» **Study material**
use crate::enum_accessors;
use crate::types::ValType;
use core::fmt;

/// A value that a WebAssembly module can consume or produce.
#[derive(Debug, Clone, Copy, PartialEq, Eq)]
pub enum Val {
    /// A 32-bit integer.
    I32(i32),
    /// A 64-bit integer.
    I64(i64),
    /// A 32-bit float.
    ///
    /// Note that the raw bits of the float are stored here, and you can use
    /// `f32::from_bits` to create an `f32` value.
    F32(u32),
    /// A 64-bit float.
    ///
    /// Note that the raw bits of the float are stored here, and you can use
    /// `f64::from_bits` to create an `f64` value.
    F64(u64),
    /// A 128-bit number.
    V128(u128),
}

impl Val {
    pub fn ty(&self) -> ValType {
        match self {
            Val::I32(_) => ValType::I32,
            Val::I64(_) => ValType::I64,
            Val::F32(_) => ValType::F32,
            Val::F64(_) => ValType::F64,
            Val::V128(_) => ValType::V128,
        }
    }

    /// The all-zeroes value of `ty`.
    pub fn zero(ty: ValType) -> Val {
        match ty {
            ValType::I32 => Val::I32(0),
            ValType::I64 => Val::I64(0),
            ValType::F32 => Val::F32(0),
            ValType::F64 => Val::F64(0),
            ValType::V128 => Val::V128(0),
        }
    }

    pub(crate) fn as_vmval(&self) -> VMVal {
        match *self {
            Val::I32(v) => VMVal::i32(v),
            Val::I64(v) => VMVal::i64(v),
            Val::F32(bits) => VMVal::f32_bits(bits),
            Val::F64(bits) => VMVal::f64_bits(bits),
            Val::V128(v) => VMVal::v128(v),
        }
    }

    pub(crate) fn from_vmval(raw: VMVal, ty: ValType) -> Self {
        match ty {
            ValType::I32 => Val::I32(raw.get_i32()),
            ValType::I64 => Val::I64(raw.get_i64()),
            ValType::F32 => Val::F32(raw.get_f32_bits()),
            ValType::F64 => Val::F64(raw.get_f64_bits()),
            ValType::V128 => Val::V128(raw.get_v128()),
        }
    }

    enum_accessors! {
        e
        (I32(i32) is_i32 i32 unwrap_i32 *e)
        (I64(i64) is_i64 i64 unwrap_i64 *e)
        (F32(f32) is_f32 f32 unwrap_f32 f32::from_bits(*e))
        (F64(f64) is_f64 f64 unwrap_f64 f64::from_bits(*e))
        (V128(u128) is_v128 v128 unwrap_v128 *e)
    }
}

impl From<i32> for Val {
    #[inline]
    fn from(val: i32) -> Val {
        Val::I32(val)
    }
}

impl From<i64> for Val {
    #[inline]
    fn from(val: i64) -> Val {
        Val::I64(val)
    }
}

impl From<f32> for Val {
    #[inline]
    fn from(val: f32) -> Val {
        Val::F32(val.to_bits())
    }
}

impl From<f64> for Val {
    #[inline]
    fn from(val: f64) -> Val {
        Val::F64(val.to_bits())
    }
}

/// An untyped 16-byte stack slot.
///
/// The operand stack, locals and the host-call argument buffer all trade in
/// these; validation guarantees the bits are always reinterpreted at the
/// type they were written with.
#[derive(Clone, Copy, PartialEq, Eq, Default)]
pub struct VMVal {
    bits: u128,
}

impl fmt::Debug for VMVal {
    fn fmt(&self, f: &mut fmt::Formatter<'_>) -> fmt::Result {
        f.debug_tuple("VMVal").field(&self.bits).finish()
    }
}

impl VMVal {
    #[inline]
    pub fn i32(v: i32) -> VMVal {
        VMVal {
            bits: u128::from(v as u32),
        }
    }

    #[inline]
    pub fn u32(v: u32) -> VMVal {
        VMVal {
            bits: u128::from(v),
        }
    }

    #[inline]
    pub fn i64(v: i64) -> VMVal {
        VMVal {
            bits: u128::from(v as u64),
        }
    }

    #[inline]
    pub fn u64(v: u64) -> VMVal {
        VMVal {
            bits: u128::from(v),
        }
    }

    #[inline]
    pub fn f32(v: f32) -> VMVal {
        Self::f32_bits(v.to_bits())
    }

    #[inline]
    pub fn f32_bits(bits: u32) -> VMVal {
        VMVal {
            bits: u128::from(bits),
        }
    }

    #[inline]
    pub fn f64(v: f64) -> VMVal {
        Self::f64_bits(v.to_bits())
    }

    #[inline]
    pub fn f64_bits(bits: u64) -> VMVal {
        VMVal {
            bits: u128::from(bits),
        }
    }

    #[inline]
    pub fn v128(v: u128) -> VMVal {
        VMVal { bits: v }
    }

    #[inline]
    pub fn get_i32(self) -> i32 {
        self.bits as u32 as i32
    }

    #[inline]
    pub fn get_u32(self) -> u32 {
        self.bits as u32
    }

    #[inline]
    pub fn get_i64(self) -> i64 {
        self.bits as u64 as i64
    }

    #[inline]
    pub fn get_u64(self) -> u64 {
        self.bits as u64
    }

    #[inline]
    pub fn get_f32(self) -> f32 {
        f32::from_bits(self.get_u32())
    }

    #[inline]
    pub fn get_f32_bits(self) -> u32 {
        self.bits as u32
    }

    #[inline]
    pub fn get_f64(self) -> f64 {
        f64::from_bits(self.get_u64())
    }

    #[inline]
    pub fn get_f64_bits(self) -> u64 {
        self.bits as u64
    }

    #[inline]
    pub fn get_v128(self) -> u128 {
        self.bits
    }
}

» **Work instructions**
Check each line above for "float" and return the ones that have it.

» **Solution to this problem**
    /// A 32-bit float.
    /// Note that the raw bits of the float are stored here, and you can use
    /// A 64-bit float.
    /// Note that the raw bits of the float are stored here, and you can use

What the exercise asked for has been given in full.